Toni Locy and the Freedom of the Press

Last week, I heard Lucy Dalglish of the Reporters Committee for the Freedom of the Press (RCFP) talk about, among other things, the importance of a Federal Shield Law to protect reporters from being forced to give up their sources. As you may know from watching Lou Grant or Mary Tyler Moore, giving up sources is a big deal. It places the sources in jeopardy, first of all, but it also means that the reporter may not be able to work again, if sources do not trust him or her to keep them confidential.

She mentioned one case in particular that I found distressing: that of Toni Locy.
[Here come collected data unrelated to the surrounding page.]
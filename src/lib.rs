//! BookWise: a terminal chat client for a remote book recommendation service.

pub mod client;
pub mod commands;
pub mod config;
pub mod conversation;
pub mod events;
pub mod logging;
pub mod session;
pub mod ui;
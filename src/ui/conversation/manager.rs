use crate::client::{RecommendationService, ReplyOutcome};
use crate::config::Config;
use crate::conversation::Conversation;
use crate::ui::conversation::{
    get_help_text, ComposerResult, ConversationComposer, SlashCommand, ThinkingIndicator,
    TranscriptView,
};
use ratatui::{
    buffer::Buffer,
    layout::{Constraint, Direction, Layout, Rect},
    widgets::Widget,
};
use std::sync::Arc;
use std::time::Instant;
use tokio::sync::mpsc;
use tracing::{debug, info, warn};

/// Actions that can be requested by the conversation manager
#[derive(Debug, Clone, PartialEq, Eq)]
pub enum ConversationAction {
    None,
    Exit,
}

/// Drives one conversation from the terminal: owns the store, spawns the
/// request for each accepted submission and applies replies as they arrive.
pub struct ConversationManager {
    conversation: Conversation,
    composer: ConversationComposer,
    service: Arc<dyn RecommendationService>,
    reply_tx: mpsc::UnboundedSender<ReplyOutcome>,
    reply_rx: mpsc::UnboundedReceiver<ReplyOutcome>,
    greeting: String,
    show_timestamps: bool,
    notices: Vec<String>,
    waiting_since: Option<Instant>,
}

impl ConversationManager {
    pub fn new(config: &Config, service: Arc<dyn RecommendationService>) -> Self {
        let (reply_tx, reply_rx) = mpsc::unbounded_channel();

        Self {
            conversation: Conversation::new(config.greeting.clone()),
            composer: ConversationComposer::new(config.ui.placeholder.clone()),
            service,
            reply_tx,
            reply_rx,
            greeting: config.greeting.clone(),
            show_timestamps: config.ui.show_timestamps,
            notices: Vec::new(),
            waiting_since: None,
        }
    }

    pub fn conversation(&self) -> &Conversation {
        &self.conversation
    }

    pub fn composer(&self) -> &ConversationComposer {
        &self.composer
    }

    /// Handle key input
    pub fn handle_key(&mut self, key: crossterm::event::KeyEvent) -> ConversationAction {
        match self.composer.handle_key(key) {
            ComposerResult::Submitted(input) => {
                self.submit(&input);
                ConversationAction::None
            }
            ComposerResult::Command(command) => self.handle_slash_command(command),
            ComposerResult::None => ConversationAction::None,
        }
    }

    pub fn handle_paste(&mut self, text: &str) {
        self.composer.insert_str(text);
    }

    /// Accept `text` into the conversation and start its request.
    ///
    /// Returns false when the store ignored the submission.
    pub fn submit(&mut self, text: &str) -> bool {
        let Some(turn) = self.conversation.submit_user_message(text) else {
            debug!(pending = self.conversation.is_pending(), "submission ignored");
            return false;
        };

        self.notices.clear();
        self.composer.set_locked(true);
        self.waiting_since = Some(Instant::now());
        info!(history_len = turn.history.len(), "requesting recommendation");

        let service = Arc::clone(&self.service);
        let reply_tx = self.reply_tx.clone();
        tokio::spawn(async move {
            let outcome = service.recommend(&turn).await;
            // The receiver lives as long as the manager; a closed channel
            // means the UI is shutting down.
            let _ = reply_tx.send(outcome);
        });

        true
    }

    /// Wait for the outcome of the in-flight request
    pub async fn next_reply(&mut self) -> Option<ReplyOutcome> {
        self.reply_rx.recv().await
    }

    /// Append the reply to the transcript and reopen the composer
    pub fn apply_reply(&mut self, outcome: ReplyOutcome) {
        match self.conversation.receive_reply(outcome) {
            Ok(message) => debug!(id = %message.id, "reply appended"),
            Err(e) => warn!(error = %e, "dropping reply"),
        }

        self.waiting_since = None;
        self.composer.set_locked(false);
    }

    pub fn is_waiting(&self) -> bool {
        self.conversation.is_pending()
    }

    /// Handle slash commands
    fn handle_slash_command(&mut self, command: SlashCommand) -> ConversationAction {
        if self.conversation.is_pending() && !command.available_while_pending() {
            self.notices = vec![format!("/{} is unavailable while waiting for a reply.", command.command())];
            return ConversationAction::None;
        }

        match command {
            SlashCommand::Help => {
                self.notices = vec![get_help_text()];
                ConversationAction::None
            }
            SlashCommand::New => {
                info!("starting a new conversation");
                self.conversation = Conversation::new(self.greeting.clone());
                self.notices.clear();
                ConversationAction::None
            }
            SlashCommand::Bye => ConversationAction::Exit,
        }
    }
}

impl Widget for &ConversationManager {
    fn render(self, area: Rect, buf: &mut Buffer) {
        let chunks = Layout::default()
            .direction(Direction::Vertical)
            .constraints([
                Constraint::Min(5),    // Transcript
                Constraint::Length(5), // Composer
            ])
            .split(area);

        let reserved = if self.waiting_since.is_some() { 1 } else { 0 };
        TranscriptView::new(self.conversation.messages(), self.show_timestamps)
            .notices(&self.notices)
            .reserve_bottom(reserved)
            .render(chunks[0], buf);

        // needs a row between the borders
        if let (Some(since), true) = (self.waiting_since, chunks[0].height > 2) {
            // last row inside the transcript border
            let indicator_area = Rect {
                x: chunks[0].x + 1,
                y: (chunks[0].y + chunks[0].height).saturating_sub(2),
                width: chunks[0].width.saturating_sub(2),
                height: 1,
            };
            ThinkingIndicator::new(since).render(indicator_area, buf);
        }

        self.composer.render(chunks[1], buf);
    }
}
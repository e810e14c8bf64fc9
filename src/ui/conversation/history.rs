//! Transcript display component

use crate::conversation::{Author, Message};
use ratatui::{
    buffer::Buffer,
    layout::Rect,
    style::{Color, Style},
    text::{Line, Span},
    widgets::{Block, Borders, Widget},
};

/// Read-only view over the conversation transcript.
///
/// Always shows the newest lines; older lines scroll off the top.
pub struct TranscriptView<'a> {
    messages: &'a [Message],
    notices: &'a [String],
    show_timestamps: bool,
    reserved_rows: u16,
}

impl<'a> TranscriptView<'a> {
    pub fn new(messages: &'a [Message], show_timestamps: bool) -> Self {
        Self {
            messages,
            notices: &[],
            show_timestamps,
            reserved_rows: 0,
        }
    }

    /// UI-only notices (help text and the like) shown after the transcript
    pub fn notices(mut self, notices: &'a [String]) -> Self {
        self.notices = notices;
        self
    }

    /// Leave `rows` empty at the bottom for the thinking indicator
    pub fn reserve_bottom(mut self, rows: u16) -> Self {
        self.reserved_rows = rows;
        self
    }

    /// All lines of the transcript laid out for `width` columns
    pub fn lines(&self, width: u16) -> Vec<Line<'a>> {
        let mut all_lines = Vec::new();
        for message in self.messages {
            all_lines.extend(self.render_message(message, width));
            all_lines.push(Line::from(""));
        }

        for notice in self.notices {
            for text in wrap_text(notice, width.saturating_sub(2) as usize) {
                all_lines.push(Line::from(vec![
                    Span::raw("  "),
                    Span::styled(text, Style::default().fg(Color::Yellow)),
                ]));
            }
            all_lines.push(Line::from(""));
        }

        all_lines
    }

    /// Render a single message into lines
    fn render_message(&self, message: &Message, width: u16) -> Vec<Line<'a>> {
        let (marker, label) = match message.author {
            Author::User => ("👤", "You"),
            Author::Assistant => ("📚", "BookWise"),
        };

        let header = if self.show_timestamps {
            let timestamp = message.created_at.with_timezone(&chrono::Local).format("%H:%M:%S");
            format!("{marker} {label} {timestamp} {}", "─".repeat(12))
        } else {
            format!("{marker} {label} {}", "─".repeat(12))
        };

        let mut lines = vec![Line::from(vec![Span::styled(
            header,
            Style::default().fg(Color::DarkGray),
        )])];

        let style = content_style(message.author);
        for content_line in wrap_text(&message.content, width.saturating_sub(2) as usize) {
            lines.push(Line::from(vec![Span::raw("  "), Span::styled(content_line, style)]));
        }

        lines
    }
}

impl Widget for TranscriptView<'_> {
    fn render(self, area: Rect, buf: &mut Buffer) {
        let block = Block::default()
            .borders(Borders::ALL)
            .title("📖 Chat with BookWise Assistant");

        let inner_area = block.inner(area);
        block.render(area, buf);
        if inner_area.is_empty() {
            return;
        }

        let all_lines = self.lines(inner_area.width);
        let height = inner_area.height.saturating_sub(self.reserved_rows) as usize;
        let start = all_lines.len().saturating_sub(height);

        for (i, line) in all_lines[start..].iter().enumerate() {
            buf.set_line(inner_area.x, inner_area.y + i as u16, line, inner_area.width);
        }
    }
}

/// Get content style based on author
fn content_style(author: Author) -> Style {
    match author {
        Author::User => Style::default().fg(Color::Blue),
        Author::Assistant => Style::default().fg(Color::Green),
    }
}

/// Word-wrap `text` to `width` columns, keeping explicit line breaks.
/// Words longer than a line are split.
pub fn wrap_text(text: &str, width: usize) -> Vec<String> {
    if width == 0 {
        return vec![text.to_string()];
    }

    let mut lines = Vec::new();
    for paragraph in text.split('\n') {
        let mut current_line = String::new();
        let mut current_len = 0;

        for word in paragraph.split_whitespace() {
            let mut word: Vec<char> = word.chars().collect();

            while word.len() > width {
                if current_len > 0 {
                    lines.push(std::mem::take(&mut current_line));
                    current_len = 0;
                }
                let rest = word.split_off(width);
                lines.push(word.into_iter().collect());
                word = rest;
            }

            let needed = if current_len == 0 { word.len() } else { current_len + 1 + word.len() };
            if needed > width {
                lines.push(std::mem::take(&mut current_line));
                current_len = 0;
            }
            if current_len > 0 {
                current_line.push(' ');
                current_len += 1;
            }
            current_len += word.len();
            current_line.extend(word);
        }

        lines.push(current_line);
    }

    lines
}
Locy was a USA Today reporter who wrote about Dr. Steven Hatfill, suspect in the case of the anthrax attacks that took place after 9/11. Hatfill is now suing the government for, essentially, ruining his life by sharing confidential information about him with the press. As part of this process, Locy was ordered to give up her government sources. She claims that she doesn't remember exactly which of her sources she spoke with for that story, which I at first found hard to believe, until I learned that she has a number of regular sources with whom she has spoken regarding several stories; that she was working on several stories at the time that she wrote the Hatfill piece; and that she wrote the piece five years ago. The result, Dalglish says, is that the judge ordered her to turn over the names of not just the sources she had spoken with, but of twelve of her Justice Department sources. And Locy refused.

So, in television and movies, when a reporter fails to give up her sources, she goes to jail, right? Like Judy Miller? Not any more:

...U.S. District Court Judge Reggie Walton in Washington, D.C. issued an order holding former USA TODAY reporter Toni Locy in contempt for refusing to reveal confidential sources in the Hatfill/anthrax stories she wrote about five years ago.

Judge Walton denied Locy's request for a stay pending appeal to the DC Circuit and ordered that all fines must come out of her pocket: she will not be allowed to accept assistance in paying the fines. In a couple of weeks, the fines will accelerate to $5,000 a day and not even her own mother will be allowed to help her pay them. Her first payment is due at midnight tomorrow.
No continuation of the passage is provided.